Yer demir...
Gök bakır...
Yapraklar ise Hz. Mevlâ'nın şiirini okuyor gibiydiler.
Sanmasınlar yıkıldık,
Sanmasınlar çöktük.
Bir başka bahar için
Sadece yaprak döktük.
Yüreğim ise yağmur bulutlarını toplayan sema gibi...
Ha yağdıııı...
Ha yağacak...
Yağmasada olur diyemem, zira gözlerimin pınarları taşkın bir sel gibi...
Tam 5 yıl geçti...
Mini mini ellerin...
Kömür gibi gözlerin ile bana bakıyordun...
Dede...
Ben geldimmm...
Evet evlat sen gelmiştin.
Kerem misali...
Ali gibi...
"İsmini sen oku baba" dediklerinde bulutlarını toplayan sema misali gözlerim artık sessiz değildi.

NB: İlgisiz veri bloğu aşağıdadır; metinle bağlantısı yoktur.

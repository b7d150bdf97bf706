//! Wall-clock helpers.

use std::time::{SystemTime, UNIX_EPOCH};

/// Milliseconds since the Unix epoch.
///
/// Returns 0 if the system clock is set before 1970.
pub fn now_millis() -> u64 {
    SystemTime::now()
        .duration_since(UNIX_EPOCH)
        .map(|d| d.as_millis() as u64)
        .unwrap_or(0)
}

#[cfg(test)]
mod tests {
    use super::*;

    #[test]
    fn test_now_millis_is_recent() {
        // 2023-11-14
        assert!(now_millis() > 1_700_000_000_000);
    }
}
//! Transport layer.
//!
//! A [`Transport`] carries [`TransportMessage`]s between the two devices of a
//! session and reports its lifecycle as [`TransportEvent`]s. Two
//! implementations exist:
//!
//! - [`LocalTransport`]: a peer-to-peer data channel plus media tracks,
//!   negotiated over a signaling carrier
//! - [`RelayTransport`]: a WebSocket through a relay, with bounded
//!   exponential reconnection
//!
//! # Architecture
//!
//! ```text
//! ┌─────────────────────────────────────────┐
//! │         Connection Manager              │
//! ├─────────────────────────────────────────┤
//! │         Transport Layer                 │  ← This module
//! │   messages, events, retry               │
//! ├───────────────────┬─────────────────────┤
//! │   peer + carrier  │   relay socket      │
//! └───────────────────┴─────────────────────┘
//! ```

mod error;
mod events;
mod local;
mod message;
mod peer;
mod relay;
mod retry;
mod socket;

#[cfg(test)]
pub(crate) mod testing;

use async_trait::async_trait;

pub use error::*;
pub use events::*;
pub use local::{
    LocalConfig, LocalParts, LocalPhase, LocalTransport, PeerConnector, PeerEvent,
    PeerEventSender, PeerLink, PeerState,
};
pub use message::{IceCandidate, TransportMessage};
pub use peer::{WebRtcConnector, WebRtcPeer};
pub use relay::{RelayPhase, RelayTransport};
pub use retry::{Backoff, RetryPolicy, RetryState};
pub use socket::*;

/// A connected channel between the two devices of a session.
///
/// `disconnect` is idempotent and may run concurrently with `connect`; the
/// pending `connect` then fails with [`TransportError::Cancelled`].
#[async_trait]
pub trait Transport: Send + Sync {
    /// Implementation kind.
    fn kind(&self) -> TransportKind;

    /// Establish the channel. Callable once.
    async fn connect(&self) -> TransportResult<()>;

    /// Send one message. Fails with [`TransportError::NotReady`] unless open.
    async fn send(&self, message: &TransportMessage) -> TransportResult<()>;

    /// Close the channel and release everything it holds.
    async fn disconnect(&self);

    /// Whether `send` would currently be accepted.
    fn is_ready(&self) -> bool;
}
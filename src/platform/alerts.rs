//! Alert delivery.

use async_trait::async_trait;
use tracing::info;

/// What an alert is about.
#[derive(Debug, Clone, Copy, PartialEq, Eq)]
pub enum AlertKind {
    /// The listener heard noise above the threshold.
    Noise,
    /// The parent gave up reconnecting to the listener.
    ConnectionLost,
    /// The peer ended the session.
    SessionEnded,
}

/// Alert content.
#[derive(Debug, Clone, PartialEq)]
pub struct AlertPayload {
    /// Session the alert belongs to.
    pub room_id: String,
    /// Noise level, for noise alerts.
    pub level: Option<f64>,
    /// Human-readable text.
    pub message: String,
}

/// Platform notification delivery.
#[async_trait]
pub trait AlertSink: Send + Sync {
    /// Deliver one alert. Delivery failures are the sink's concern.
    async fn send_alert(&self, kind: AlertKind, payload: AlertPayload);
}

/// Sink that only logs.
#[derive(Debug, Clone, Copy, Default)]
pub struct LogAlerts;

#[async_trait]
impl AlertSink for LogAlerts {
    async fn send_alert(&self, kind: AlertKind, payload: AlertPayload) {
        info!(
            ?kind,
            room_id = %payload.room_id,
            level = ?payload.level,
            "{}",
            payload.message
        );
    }
}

Gümbür gümbür çakan şimşekler...
Sicim gibi akan yağmur değil, benim gözyaşlarımdı.
Allahu Ekber...
Allahu Ekbeeeer...
Adın KeremAli olsun...
Kerem misali
Ali gibi yiğit ve mert.
Aradan geçen tam 5 yıl.
Kocaman bir adam misali gibisin.
Evimizi..
Odamızı...
Ocağımızı...
Yüreğimizi dolduran cennet kokulu çocuk.
İyi ki varsın.
Bugün bir kardeş daha geliyor.
Ben ise tarifi sonsuz duygular içerisindeyim.
Sevinç...
Gurur...
Onur..
Bir yanım ise hüzün...
Torunlarını çok seven büyükbabanın yokluğu sol yanımda bir hüzün evlat.
Ne çok severdi anneni...
Elleri ile beslerdi...
Onu görünce gözlerinin içi güler...
Âdeta o da bir çocuk misali, annen gibi çocuk olurdu. Birşey desek
-Karışmayın bize " der, susardık.
Bugün burada...
Yanımızda...
"Sarı kızım" dediği annenin yanında
Büdü...
Annanen..
Teyzelerin...
yanında o da olsa idi ne kadar mutlu olurdu.
Heyhaaat...
-Dede..
-Ağlıyor musun...
-Evet...
-Evet çocuk.
-Ağlıyorum.
-Bir yanım mutluluktan kelebekler gibi uçarken...
-Diğer yanım...
-Sol yanım ağlıyor.
02 Haziran 2020
Saat 23.13
Yer Gebze
Yusuf Eren
Hoşgeldin evlat.
Hoşgeldin.
Şimdi beni benimle bırakın.
Göz pınarlarım kuruyuncaya kadar,
Mutluluktan...
Sevinçten...
Huzurdan...
Onurdan...
Ayrılık ve hüzünden...
Ağlayayım.
Olur mu evlat.
Ha. söyle olur mu?
Selam ve dua ile.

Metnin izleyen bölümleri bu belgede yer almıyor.